Empirical proof that empirical proof bolsters bullshit explanations
Posted Under: Authority & Expertise
Probably I should wait until later when my head is clearer to post about this, but it’s just too awesomely meta for me to wait.
You know how you read things that back this or that point about human behavior by citing fMRI pictures of neurons firing in some section of the brain? I’ve written stuff like this myself. It sounds so impressive: A picture of what’s happening in the brain! That proves … something! It’s a classic example of deploying rational empirical expertise, or something that certainly looks/sounds like it, to make a point sound more convincing.
Well. Some delightfully wiseacre academic types have apparently done a study about how the citation of neuroscience “evidence” affects the reaction of the reader/listener. The upshot is: stuff that seems picture-of-the-brain empirical is often rewarded with more credibility than it might actually deserve.

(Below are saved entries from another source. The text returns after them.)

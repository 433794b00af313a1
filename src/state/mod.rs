//! Match state for the ping-pong game.
//!
//! - `game` - Single match state machine and the registry of active matches
//!
//! # Architecture
//!
//! ```text
//! ┌──────────────────────────────────────────────────────┐
//! │                    MatchRegistry                      │
//! │                                                       │
//! │   [ Match #1 ] [ Match #2 ] ... [ Match #n ]          │
//! │     creation order ──────────────────────▶            │
//! │                                                       │
//! │   find_by_participant: scan oldest → newest           │
//! │   find_joinable:       scan newest → oldest           │
//! └──────────────────────────────────────────────────────┘
//! ```
//!
//! Every match in the registry is live; ending a match removes it.

pub mod game;

pub use game::{JoinRejection, Match, MatchError, MatchId, MatchRegistry, MatchStatus};
//! Inbound chat events and trigger parsing.

use regex::Regex;

/// A chat message as delivered by the transport.
#[derive(Debug, Clone, PartialEq, Eq)]
pub struct ChatEvent {
    pub author_id: String,
    pub channel_id: String,
    /// `None` for direct messages
    pub guild_id: Option<String>,
    pub text: String,
    /// Message was sent by the bot itself
    pub is_self: bool,
}

impl ChatEvent {
    /// A guild message from another user.
    pub fn new(
        author_id: impl Into<String>,
        channel_id: impl Into<String>,
        guild_id: impl Into<String>,
        text: impl Into<String>,
    ) -> Self {
        Self {
            author_id: author_id.into(),
            channel_id: channel_id.into(),
            guild_id: Some(guild_id.into()),
            text: text.into(),
            is_self: false,
        }
    }
}

/// Which trigger token opened the message.
#[derive(Debug, Clone, Copy, PartialEq, Eq)]
pub enum Trigger {
    Ping,
    Pong,
}

impl Trigger {
    pub fn as_str(&self) -> &'static str {
        match self {
            Self::Ping => "ping",
            Self::Pong => "pong",
        }
    }
}

/// A parsed trigger message.
#[derive(Debug, Clone, PartialEq, Eq)]
pub struct Command {
    pub trigger: Trigger,
    /// Free text after the token; empty when absent
    pub payload: String,
}

impl Command {
    pub fn is_exit(&self) -> bool {
        self.payload.eq_ignore_ascii_case("exit")
    }
}

/// Matches `<ping>`, `<pong>`, and either followed by whitespace and a payload.
#[derive(Debug, Clone)]
pub struct TriggerGrammar {
    ping: String,
    pong: String,
    pattern: Regex,
}

impl TriggerGrammar {
    pub fn new(ping: &str, pong: &str) -> Result<Self, regex::Error> {
        let pattern = Regex::new(&format!(
            r"^({}|{})(?:\s+(.+))?$",
            regex::escape(ping),
            regex::escape(pong)
        ))?;

        Ok(Self {
            ping: ping.to_string(),
            pong: pong.to_string(),
            pattern,
        })
    }

    pub fn ping_token(&self) -> &str {
        &self.ping
    }

    pub fn pong_token(&self) -> &str {
        &self.pong
    }

    /// Parse a message, returning `None` if it is not a trigger.
    pub fn parse(&self, text: &str) -> Option<Command> {
        let caps = self.pattern.captures(text)?;
        let token = caps.get(1)?.as_str();

        let trigger = if token == self.ping {
            Trigger::Ping
        } else if token == self.pong {
            Trigger::Pong
        } else {
            return None;
        };

        Some(Command {
            trigger,
            payload: caps
                .get(2)
                .map(|m| m.as_str().to_string())
                .unwrap_or_default(),
        })
    }
}
//! Hit resolution.
//!
//! Decides where a hit ball bounces on the table. The message text perturbs the
//! seed so that what a player writes "affects" their shot, while a draw from the
//! resolver's entropy source keeps identical messages from always producing the
//! same outcome.
//!
//! Bounce positions are percentages along the table's length. The second bounce
//! is shifted past the net (50) and counts as on the table below 100.

use std::hash::Hasher;

use fxhash::FxHasher;
use rand::{Rng, RngCore, SeedableRng};
use rand_chacha::ChaCha8Rng;

/// Scales the integer rolls; higher values make landing a hit easier.
pub const HIT_EASINESS: u32 = 3;

/// Upper bound of the first roll.
pub const FIRST_ROLL_MAX: u32 = 100 * HIT_EASINESS;

/// First rolls at or above this overshoot the table.
pub const TOO_FAR_THRESHOLD: u32 = 75 * HIT_EASINESS;

/// Upper bound of the second roll.
pub const SECOND_ROLL_MAX: u32 = 75 * HIT_EASINESS;

/// Second rolls below this land on the table.
pub const LANDING_THRESHOLD: u32 = 50 * HIT_EASINESS;

/// Result of a single hit.
#[derive(Debug, Clone, Copy, PartialEq)]
pub struct HitOutcome {
    /// First bounce, percent of table length in (0, 100]
    pub first_bounce: f32,
    /// Second bounce in (50, 125], or 0 when the ball went too far on the first
    pub second_bounce: f32,
    pub success: bool,
}

impl HitOutcome {
    /// Map raw rolls to an outcome.
    ///
    /// `second_roll` is ignored when the first roll already overshoots.
    pub fn from_rolls(first_roll: u32, second_roll: u32) -> Self {
        let easiness = HIT_EASINESS as f32;
        let first_bounce = first_roll as f32 / easiness;

        if first_roll >= TOO_FAR_THRESHOLD {
            return Self {
                first_bounce,
                second_bounce: 0.0,
                success: false,
            };
        }

        Self {
            first_bounce,
            second_bounce: 50.0 + second_roll as f32 / easiness,
            success: second_roll < LANDING_THRESHOLD,
        }
    }

    /// Ball overshot on the first bounce.
    pub fn is_too_far(&self) -> bool {
        self.second_bounce == 0.0
    }
}

/// 64-bit non-cryptographic hash of the message bytes.
pub fn message_hash(message: &str) -> u64 {
    let mut hasher = FxHasher::default();
    hasher.write(message.as_bytes());
    hasher.finish()
}

/// Resolves hits using a process-level entropy source.
#[derive(Debug, Clone)]
pub struct HitResolver {
    entropy: ChaCha8Rng,
}

impl Default for HitResolver {
    fn default() -> Self {
        Self::new()
    }
}

impl HitResolver {
    /// Resolver seeded from OS entropy.
    pub fn new() -> Self {
        Self {
            entropy: ChaCha8Rng::from_entropy(),
        }
    }

    /// Resolver with a fixed entropy seed, for reproducible sequences.
    pub fn with_seed(seed: u64) -> Self {
        Self {
            entropy: ChaCha8Rng::seed_from_u64(seed),
        }
    }

    /// Resolve a hit for `message`.
    pub fn resolve(&mut self, message: &str) -> HitOutcome {
        let draw = self.entropy.next_u64();
        resolve_seeded(message, draw)
    }
}

/// Resolve a hit from the message hash combined with an entropy draw.
pub fn resolve_seeded(message: &str, entropy: u64) -> HitOutcome {
    let seed = message_hash(message).wrapping_add(entropy);
    let mut rng = ChaCha8Rng::seed_from_u64(seed);

    let first_roll = rng.gen_range(1..=FIRST_ROLL_MAX);
    if first_roll >= TOO_FAR_THRESHOLD {
        return HitOutcome::from_rolls(first_roll, 0);
    }

    let second_roll = rng.gen_range(1..=SECOND_ROLL_MAX);
    HitOutcome::from_rolls(first_roll, second_roll)
}
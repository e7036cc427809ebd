//! Region selection stage

use crate::error::{OcrSheetError, Result};
use ocr_sheet_common::{Region, ScreenPoint};

/// Produces the region a run should capture
pub trait RegionSelector {
    fn select_region(&mut self) -> Result<Region>;
}

/// Two corners picked by the user, or `None` when the selection was cancelled.
///
/// The desktop overlay fills this from a press/release drag; the CLI from
/// `--from` / `--to`.
#[derive(Debug, Clone, Copy, Default, PartialEq, Eq)]
pub struct PointPairSelector {
    corners: Option<(ScreenPoint, ScreenPoint)>,
}

impl PointPairSelector {
    pub fn new(start: ScreenPoint, end: ScreenPoint) -> Self {
        Self {
            corners: Some((start, end)),
        }
    }

    pub fn cancelled() -> Self {
        Self { corners: None }
    }
}

impl RegionSelector for PointPairSelector {
    fn select_region(&mut self) -> Result<Region> {
        let (start, end) = self
            .corners
            .ok_or_else(|| OcrSheetError::Selection("cancelled by user".into()))?;
        log::debug!("[SELECT] start ({}), end ({})", start, end);

        let region = Region::from_points(start, end)
            .map_err(|e| OcrSheetError::Selection(e.to_string()))?;
        log::info!("[SELECT] Selected region: {}", region);
        Ok(region)
    }
}

#[cfg(test)]
mod tests {
    use super::*;

    #[test]
    fn test_points_normalized() {
        let mut selector = PointPairSelector::new(ScreenPoint::new(300, 200), ScreenPoint::new(100, 250));
        let region = selector.select_region().unwrap();
        assert_eq!(region, Region { x: 100, y: 200, width: 200, height: 50 });
    }

    #[test]
    fn test_cancelled_is_selection_error() {
        let err = PointPairSelector::cancelled().select_region().unwrap_err();
        assert!(matches!(err, OcrSheetError::Selection(_)));
    }

    #[test]
    fn test_unobtainable_coordinates() {
        let mut selector = PointPairSelector::new(ScreenPoint::new(-1, -1), ScreenPoint::new(10, 10));
        let err = selector.select_region().unwrap_err();
        assert!(matches!(err, OcrSheetError::Selection(_)));
    }

    #[test]
    fn test_same_point_still_selects() {
        // a zero-area region is a capture problem, not a selection one
        let p = ScreenPoint::new(50, 60);
        let region = PointPairSelector::new(p, p).select_region().unwrap();
        assert!(region.is_degenerate());
    }
}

Now, I say “apparently” because — hilariously — I haven’t read the paper (seems you have to be a subscriber to the journal to get access to it, and I haven’t had time to investigate further). I’ve read the abstract, and two blog posts about it.
The paper is called “The Seductive Allure of Neuroscience Explanations.” From the abstract, it seems that the researchers tested three different groups: “naive adults,” students of neuroscience, and neuroscience experts. Each was presented with a description of some psychological phenomenon, and an explanation for it — sometimes a logical explanation, sometimes bullshit. In some cases, each sort of explanation cited neuroscience data. “Crucially,” the abstract says, “the neuroscience information was irrelevant to the logic of the explanation.”
Results?
Subjects in the two nonexpert groups … judged that explanations with logically irrelevant neuroscience information were more satisfying than explanations without. The neuroscience information had a particularly striking effect on nonexperts’ judgments of bad explanations, masking otherwise salient problems in these explanations.
Fantastic.
The pointer here comes from the blog Neuromarketing, whose author humorously sums up the implications: “Cloak BS in neuroscientific jargon, and people find it more plausible!”
(The author also kids: “Those are interesting findings that would be a lot more credible if backed up with fMRI scans.” It says something about me that I find that to be a truly amusing joke.)
The other blog post I read is this, which gives a more detailed summation of the study itself.
Reader Comments
Hi,
I’m a long time follower of your column and blog (have an anthropology background and obsess over kitsch and material culture)…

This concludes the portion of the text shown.